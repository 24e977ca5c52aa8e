// SPDX-License-Identifier: BUSL-1.1
// Copyright (c) 2026 Alfred Jean LLC

//! Materialized state from WAL replay: the Host Status Table, Directory
//! Status Table, and the set of jobs the dispatcher has accepted but not
//! yet handed to a worker.

use afd_core::event::{DirConfigEntry, HostConfigEntry, JobOutcome};
use afd_core::host::{HostStatusFlags, SpecialFlag};
use afd_core::{DirId, DirectorySlot, Event, HostId, HostSlot, JobId, JobMessage};
use indexmap::IndexMap;
use serde::{Deserialize, Serialize};

/// A job the dispatcher has accepted (staged) but not yet assigned to a
/// worker slot (spec §4.4). Removed once `Event::JobDispatched` fires.
#[derive(Debug, Clone, PartialEq, Serialize, Deserialize)]
pub struct PendingJob {
    pub message: JobMessage,
    pub staging_dir: String,
    pub queued_at_ms: u64,
}

/// The full in-memory picture of HST + DST + the dispatcher's ready queue,
/// rebuilt from a snapshot plus WAL replay on every restart.
#[derive(Debug, Clone, Default, Serialize, Deserialize)]
pub struct MaterializedState {
    pub hosts: IndexMap<HostId, HostSlot>,
    pub dirs: IndexMap<DirId, DirectorySlot>,
    pub pending_jobs: IndexMap<JobId, PendingJob>,
    /// High-water mark for the Unique Counter Service (spec §4.7); advanced
    /// independently of individual job events so a crash never reissues a
    /// number already handed out.
    pub next_unique_number: u32,
}

impl MaterializedState {
    pub fn host(&self, id: HostId) -> Option<&HostSlot> {
        self.hosts.get(&id)
    }

    pub fn host_mut(&mut self, id: HostId) -> Option<&mut HostSlot> {
        self.hosts.get_mut(&id)
    }

    pub fn dir(&self, id: DirId) -> Option<&DirectorySlot> {
        self.dirs.get(&id)
    }

    pub fn dir_mut(&mut self, id: DirId) -> Option<&mut DirectorySlot> {
        self.dirs.get_mut(&id)
    }

    /// Reconcile the host table against a freshly-loaded config file (spec
    /// §3.1 "Lifecycle", §4.1). Existing runtime fields (job slots,
    /// counters, error state) survive for hosts that remain in config;
    /// hosts no longer present are marked `in_config = false` rather than
    /// removed, so their last-known status stays visible to operators.
    fn reload_hosts(&mut self, entries: &[HostConfigEntry]) {
        let configured: std::collections::HashSet<HostId> =
            entries.iter().map(|e| e.host_id).collect();

        for entry in entries {
            let slot = self
                .hosts
                .entry(entry.host_id)
                .or_insert_with(|| HostSlot::new(entry.host_id, &entry.host_alias, entry.allowed_transfers));
            slot.host_alias = entry.host_alias.clone();
            slot.real_hostname = entry.real_hostname.clone();
            slot.protocol = entry.protocol;
            slot.allowed_transfers = entry.allowed_transfers;
            slot.max_errors = entry.max_errors;
            slot.host_status = entry.host_status;
            slot.host_toggle_str = entry.host_toggle_str.clone();
            slot.job_slots.resize_with(entry.allowed_transfers as usize, Default::default);
            slot.in_config = true;
        }

        for (id, slot) in self.hosts.iter_mut() {
            if !configured.contains(id) {
                slot.in_config = false;
            }
        }
    }

    /// Reconcile DST against a freshly-loaded directory config (spec §3.2,
    /// §4.2). Entries no longer present keep their scheduling state; only
    /// `dir_alias`/`host_alias` are refreshed for survivors.
    fn reload_dirs(&mut self, entries: &[DirConfigEntry]) {
        for entry in entries {
            let slot = self
                .dirs
                .entry(entry.dir_id)
                .or_insert_with(|| DirectorySlot::new(entry.dir_id, &entry.dir_alias));
            slot.dir_alias = entry.dir_alias.clone();
            slot.host_alias = entry.host_alias.clone();
        }
    }

    /// Apply one durable event to the materialized state. Called both when
    /// an event is first produced and when replaying the WAL during
    /// recovery, so it must be a pure function of `(state, event)`.
    pub fn apply_event(&mut self, event: &Event) {
        match event {
            Event::HostConfigReloaded { hosts } => self.reload_hosts(hosts),

            Event::HostFlagSet { host_id, flags } => {
                if let Some(host) = self.host_mut(*host_id) {
                    host.host_status.insert(*flags);
                }
            }
            Event::HostFlagCleared { host_id, flags } => {
                if let Some(host) = self.host_mut(*host_id) {
                    host.host_status.remove(*flags);
                }
            }
            Event::HostFlagToggled { host_id, flags } => {
                if let Some(host) = self.host_mut(*host_id) {
                    host.host_status.toggle(*flags);
                }
            }
            Event::HostSpecialFlagSet { host_id, flags } => {
                if let Some(host) = self.host_mut(*host_id) {
                    host.special_flag.insert(*flags);
                }
            }
            Event::HostSpecialFlagCleared { host_id, flags } => {
                if let Some(host) = self.host_mut(*host_id) {
                    host.special_flag.remove(*flags);
                }
            }
            Event::HostDebugModeSet { host_id, mode } => {
                if let Some(host) = self.host_mut(*host_id) {
                    host.debug = *mode;
                }
            }
            Event::HostToggleSwitched { host_id } => {
                if let Some(host) = self.host_mut(*host_id) {
                    host.switch_toggle();
                }
            }
            Event::HostRealHostnameSet {
                host_id,
                position,
                hostname,
            } => {
                if let Some(host) = self.host_mut(*host_id) {
                    if let Some(slot) = host.real_hostname.get_mut(*position as usize) {
                        *slot = hostname.clone();
                    }
                }
            }
            Event::HostCountersAdjusted {
                host_id,
                delta_files,
                delta_bytes,
            } => {
                if let Some(host) = self.host_mut(*host_id) {
                    host.total_file_counter = host
                        .total_file_counter
                        .saturating_add_signed(*delta_files);
                    host.total_file_size = host.total_file_size.saturating_add_signed(*delta_bytes);
                }
            }
            Event::HostErrorIncremented { host_id } => {
                if let Some(host) = self.host_mut(*host_id) {
                    host.error_counter += 1;
                }
            }
            Event::HostErrorReset { host_id } => {
                if let Some(host) = self.host_mut(*host_id) {
                    host.error_counter = 0;
                    host.host_status.remove(
                        HostStatusFlags::HOST_ERROR_OFFLINE
                            | HostStatusFlags::HOST_ERROR_OFFLINE_T
                            | HostStatusFlags::HOST_ERROR_OFFLINE_STATIC
                            | HostStatusFlags::HOST_ERROR_ACKNOWLEDGED
                            | HostStatusFlags::HOST_ERROR_ACKNOWLEDGED_T
                            | HostStatusFlags::ERROR_QUEUE_SET,
                    );
                }
            }
            Event::HostRetryForced { host_id } => {
                if let Some(host) = self.host_mut(*host_id) {
                    host.start_event_handle = 0;
                    host.end_event_handle = 0;
                }
            }

            Event::JobSlotAcquired {
                host_id,
                slot,
                proc_id,
                no_of_files,
            } => {
                if let Some(host) = self.host_mut(*host_id) {
                    if let Some(job_slot) = host.job_slots.get_mut(*slot) {
                        job_slot.proc_id = *proc_id;
                        job_slot.connect_status = afd_core::ConnectStatus::Connecting;
                        job_slot.no_of_files = *no_of_files;
                        job_slot.no_of_files_done = 0;
                        job_slot.bytes_send = 0;
                    }
                }
            }
            Event::JobSlotProgress {
                host_id,
                slot,
                bytes_send,
                no_of_files_done,
            } => {
                if let Some(host) = self.host_mut(*host_id) {
                    if let Some(job_slot) = host.job_slots.get_mut(*slot) {
                        job_slot.connect_status = afd_core::ConnectStatus::Transferring;
                        job_slot.bytes_send = *bytes_send;
                        job_slot.no_of_files_done = *no_of_files_done;
                    }
                }
            }
            Event::JobSlotRetired {
                host_id,
                slot,
                outcome,
            } => {
                if let Some(host) = self.host_mut(*host_id) {
                    if matches!(outcome, JobOutcome::Error | JobOutcome::Timeout) {
                        host.error_counter += 1;
                    }
                    if let Some(job_slot) = host.job_slots.get_mut(*slot) {
                        job_slot.retire();
                    }
                }
            }

            Event::DirConfigReloaded { dirs } => self.reload_dirs(dirs),
            Event::DirFlagSet { dir_id, flags } => {
                if let Some(dir) = self.dir_mut(*dir_id) {
                    dir.flags.insert(*flags);
                }
            }
            Event::DirFlagCleared { dir_id, flags } => {
                if let Some(dir) = self.dir_mut(*dir_id) {
                    dir.flags.remove(*flags);
                }
            }
            Event::DirRescanForced { dir_id, now_ms } => {
                if let Some(dir) = self.dir_mut(*dir_id) {
                    dir.force_rescan(*now_ms);
                }
            }
            Event::DirNextScanScheduled {
                dir_id,
                next_check_time_ms,
            } => {
                if let Some(dir) = self.dir_mut(*dir_id) {
                    dir.schedule_next_scan(*next_check_time_ms);
                }
            }

            Event::JobEnqueued {
                message,
                staging_dir,
                created_at_ms,
            } => {
                self.pending_jobs.insert(
                    message.job_id,
                    PendingJob {
                        message: message.clone(),
                        staging_dir: staging_dir.clone(),
                        queued_at_ms: *created_at_ms,
                    },
                );
            }
            Event::JobDispatched { job_id, .. } => {
                self.pending_jobs.shift_remove(job_id);
            }
            Event::JobsPurged {
                job_ids,
                host_id,
                delta_files,
                delta_bytes,
            } => {
                for job_id in job_ids {
                    self.pending_jobs.shift_remove(job_id);
                }
                if let Some(host_id) = host_id {
                    if let Some(host) = self.host_mut(*host_id) {
                        host.total_file_counter =
                            host.total_file_counter.saturating_add_signed(*delta_files);
                        host.total_file_size = host.total_file_size.saturating_add_signed(*delta_bytes);
                    }
                }
            }

            // Resend bookkeeping is an audit trail for the archive pipeline
            // (spec §4.6); it has no corresponding HST/DST field to mutate.
            Event::ResendStaged { .. } | Event::ResendRolledBack { .. } => {}
        }
    }
}

#[cfg(test)]
#[path = "state_tests.rs"]
mod tests;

→ **DESCRIPTION OF THE TASK**: Go through the data and show every line where "DirectorySlot" occurs.

→ **RESULT OF THE EXERCISE**:
use afd_core::{DirId, DirectorySlot, Event, HostId, HostSlot, JobId, JobMessage};
    pub dirs: IndexMap<DirId, DirectorySlot>,
    pub fn dir(&self, id: DirId) -> Option<&DirectorySlot> {
    pub fn dir_mut(&mut self, id: DirId) -> Option<&mut DirectorySlot> {
                .or_insert_with(|| DirectorySlot::new(entry.dir_id, &entry.dir_alias));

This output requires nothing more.